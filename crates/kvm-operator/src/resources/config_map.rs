//! Per node config maps carrying the cloud-config of each VM
//!
//! Replacing a config map does not restart the pod consuming it. Updated
//! names are recorded in the pass context so the deployment resource can
//! roll the matching node later in the same pass.

use super::{create_all, delete_all, namespaced_api, replace_all};
use crate::config::ManifestConfig;
use crate::crd::KvmCluster;
use crate::error::Result;
use crate::framework::{ManagedObject, ReconcileContext, Resource, ResourceKind};
use crate::key::{self, MASTER_ID, WORKER_ID};
use crate::manifests::ManifestBuilder;
use crate::store::ObjectStore;
use async_trait::async_trait;
use k8s_openapi::api::core::v1::ConfigMap;
use kube::{Api, Client};
use std::sync::Arc;

impl ManagedObject for ConfigMap {
    const KIND: ResourceKind = ResourceKind::ConfigMap;

    fn api(client: Client, namespace: Option<&str>) -> Api<Self> {
        namespaced_api(client, namespace)
    }

    fn is_modified(&self, desired: &Self) -> bool {
        self.data != desired.data
    }
}

/// Selector for the node objects of one cluster
pub(crate) fn node_selector(cluster: &KvmCluster) -> String {
    format!(
        "{}={},{} in ({},{})",
        key::LABEL_CLUSTER,
        key::cluster_id(cluster),
        key::LABEL_APP,
        MASTER_ID,
        WORKER_ID
    )
}

pub struct ConfigMapResource {
    store: Arc<dyn ObjectStore<ConfigMap>>,
    manifests: Arc<ManifestConfig>,
}

impl ConfigMapResource {
    pub fn new(store: Arc<dyn ObjectStore<ConfigMap>>, manifests: Arc<ManifestConfig>) -> Self {
        Self { store, manifests }
    }
}

#[async_trait]
impl Resource<KvmCluster> for ConfigMapResource {
    type Object = ConfigMap;

    fn name(&self) -> &'static str {
        "configmap"
    }

    async fn get_current_state(
        &self,
        _ctx: &ReconcileContext,
        obj: &KvmCluster,
    ) -> Result<Vec<ConfigMap>> {
        let namespace = key::cluster_namespace(obj);
        self.store.list(Some(&namespace), &node_selector(obj)).await
    }

    async fn get_desired_state(
        &self,
        _ctx: &ReconcileContext,
        obj: &KvmCluster,
    ) -> Result<Vec<ConfigMap>> {
        ManifestBuilder::new(obj, &self.manifests)?.build_config_maps()
    }

    async fn apply_create_change(
        &self,
        _ctx: &ReconcileContext,
        _obj: &KvmCluster,
        change: &[ConfigMap],
    ) -> Result<()> {
        create_all(self.store.as_ref(), change).await
    }

    async fn apply_delete_change(
        &self,
        _ctx: &ReconcileContext,
        _obj: &KvmCluster,
        change: &[ConfigMap],
    ) -> Result<()> {
        delete_all(self.store.as_ref(), change, None).await
    }

    async fn apply_update_change(
        &self,
        ctx: &ReconcileContext,
        _obj: &KvmCluster,
        change: &[ConfigMap],
    ) -> Result<()> {
        replace_all(self.store.as_ref(), change).await?;
        for config_map in change {
            ctx.record_updated_config_map(config_map.object_name());
        }
        Ok(())
    }
}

## Task statement
Give back the entire listing exactly as it was written.

## Result
filename crates/kvm-operator/src/resources/config_map.rs
//! Per node config maps carrying the cloud-config of each VM
//!
//! Replacing a config map does not restart the pod consuming it. Updated
//! names are recorded in the pass context so the deployment resource can
//! roll the matching node later in the same pass.

use super::{create_all, delete_all, namespaced_api, replace_all};
use crate::config::ManifestConfig;
use crate::crd::KvmCluster;
use crate::error::Result;
use crate::framework::{ManagedObject, ReconcileContext, Resource, ResourceKind};
use crate::key::{self, MASTER_ID, WORKER_ID};
use crate::manifests::ManifestBuilder;
use crate::store::ObjectStore;
use async_trait::async_trait;
use k8s_openapi::api::core::v1::ConfigMap;
use kube::{Api, Client};
use std::sync::Arc;

impl ManagedObject for ConfigMap {
    const KIND: ResourceKind = ResourceKind::ConfigMap;

    fn api(client: Client, namespace: Option<&str>) -> Api<Self> {
        namespaced_api(client, namespace)
    }

    fn is_modified(&self, desired: &Self) -> bool {
        self.data != desired.data
    }
}

/// Selector for the node objects of one cluster
pub(crate) fn node_selector(cluster: &KvmCluster) -> String {
    format!(
        "{}={},{} in ({},{})",
        key::LABEL_CLUSTER,
        key::cluster_id(cluster),
        key::LABEL_APP,
        MASTER_ID,
        WORKER_ID
    )
}

pub struct ConfigMapResource {
    store: Arc<dyn ObjectStore<ConfigMap>>,
    manifests: Arc<ManifestConfig>,
}

impl ConfigMapResource {
    pub fn new(store: Arc<dyn ObjectStore<ConfigMap>>, manifests: Arc<ManifestConfig>) -> Self {
        Self { store, manifests }
    }
}

#[async_trait]
impl Resource<KvmCluster> for ConfigMapResource {
    type Object = ConfigMap;

    fn name(&self) -> &'static str {
        "configmap"
    }

    async fn get_current_state(
        &self,
        _ctx: &ReconcileContext,
        obj: &KvmCluster,
    ) -> Result<Vec<ConfigMap>> {
        let namespace = key::cluster_namespace(obj);
        self.store.list(Some(&namespace), &node_selector(obj)).await
    }

    async fn get_desired_state(
        &self,
        _ctx: &ReconcileContext,
        obj: &KvmCluster,
    ) -> Result<Vec<ConfigMap>> {
        ManifestBuilder::new(obj, &self.manifests)?.build_config_maps()
    }

    async fn apply_create_change(
        &self,
        _ctx: &ReconcileContext,
        _obj: &KvmCluster,
        change: &[ConfigMap],
    ) -> Result<()> {
        create_all(self.store.as_ref(), change).await
    }

    async fn apply_delete_change(
        &self,
        _ctx: &ReconcileContext,
        _obj: &KvmCluster,
        change: &[ConfigMap],
    ) -> Result<()> {
        delete_all(self.store.as_ref(), change, None).await
    }

    async fn apply_update_change(
        &self,
        ctx: &ReconcileContext,
        _obj: &KvmCluster,
        change: &[ConfigMap],
    ) -> Result<()> {
        replace_all(self.store.as_ref(), change).await?;
        for config_map in change {
            ctx.record_updated_config_map(config_map.object_name());
        }
        Ok(())
    }
}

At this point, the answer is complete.